Kennedy was born in Leeds of Irish parents.[1][2] From the age of 6 until about the age of 20 he worked in cotton mills and machine shops in Manchester, England.[2] At age 20 he left England, working as a deckhand on a cargo ship[2] which landed him in Philadelphia, Pennsylvania.[2] Illiterate and with no money or formal training, he used the force of his strength (and fist) to "tramp" his way westward across North America.[2] He worked at various laboring jobs including as an oysterman on a skipjack on the Chesapeake Bay; a miner in New York; building railroad sheds in the Canadian Rockies; and panning for gold in the Klondike.[2] He eventually ended up in California where he had various jobs in the theater, including as a singer and actor, before returning to England, where in October 1897 he married Isabel Priestley, a political activist.[3]

Writing career[]

Illustration by Tom Browne from the article "Stone Fishing" by Bart Kennedy. The caption is "He immediately began to argue vigorously", The Wide World Magazine, volume 9" (May-Oct 1902)

Kennedy published his first novel, Darab's Wine Cup, in 1897, followed by The Wandering Romanoff (1898). A fair amount of autobiography is contained in A Man Adrift (1899), A Sailor Tramp (1902) and A Tramp in Spain (1904), books about his "tramping" exploits around the world.[1] John Sutherland (1989) says "As an author, he is one of the early advocates of 'tramping', as the source of literary inspiration."[1]

Kennedy also wrote articles for magazines such as The New Age.[4]

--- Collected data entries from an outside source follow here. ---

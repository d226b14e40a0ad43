// Test code is allowed to panic on failure
#![allow(
    clippy::unwrap_used,
    clippy::expect_used,
    clippy::indexing_slicing,
    clippy::panic,
    clippy::string_slice
)]

//! Functional tests for the reshard engine.
//!
//! These tests drive the real resolver, batch migrator, slot state machine
//! and scheduler against an in-memory cluster. No Valkey server is needed.
//!
//! ```bash
//! # Run all functional tests
//! cargo test --test functional
//!
//! # Run specific test
//! cargo test --test functional test_failed_batches_roll_back_to_source
//! ```
//!
//! ## Test Categories
//!
//! - **Batch tests**: MIGRATE retries, BUSYKEY and NOKEY handling
//! - **Migration tests**: the per-slot SETSLOT protocol and rollback
//! - **Scheduler tests**: master checks, concurrency bound, halting
//! - **Resolver tests**: count mode against CLUSTER SLOTS

mod migration_tests;
mod scheduler_tests;

pub use mock_cluster::*;

use std::time::Duration;

use valkey_reshard::config::ReshardConfig;

/// Source master address used across tests.
pub const SRC: &str = "10.0.0.1:6379";
/// Destination master address used across tests.
pub const DST: &str = "10.0.0.2:6379";

/// Config with millisecond delays so retries and rollbacks stay fast.
pub fn fast_config() -> ReshardConfig {
    ReshardConfig::default()
        .with_retry_backoff(Duration::from_millis(1))
        .with_rollback_retry_delay(Duration::from_millis(1))
        .with_migrate_timeout(Duration::from_millis(100))
}

/// Source and destination masters with IDs `src-id` and `dst-id`.
pub fn two_masters(source: MockNode) -> MockCluster {
    MockCluster::new([source, MockNode::master("dst-id", DST)])
}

A review of A Tramp in Spain notes that Kennedy took several opportunities in that work to voice his disapproval of the United States that he had seen in 1882-1897.

Published works[]

  • Darab's Wine Cup (1897)
  • The Wandering Romanoff (1898)
  • A Man Adrift (1899)
  • A Sailor Tramp (1902)
  • A Tramp in Spain (1904)
  • Slavery (1905)
  • The Green Sphinx (1905)
  • A Tramp Camp (1906)
  • The German Danger (1907)
  • Soldiers of Labour (1917)
  • Golden Green (1926)

Notes[]

  1. ^ Jump up to: a b c John Sutherland. "Kennedy, Bart" in Companion to Victorian Literature. Stanford University Press, 1989.
  2. ^ Jump up to: a b c d e f From A Man Adrift
  3. ^ Henry Biddall Swanzy, The Families of French of Belturbet and Nixon of Fermanagh and Their Descendants (Dublin, 1908), p. 56
  4. ^ Castaway. "S.O.S. Catalonia Calling: The Catalonians by Bart Kennedy". Retrieved 19 September 2014.

External links[]

Retrieved from ""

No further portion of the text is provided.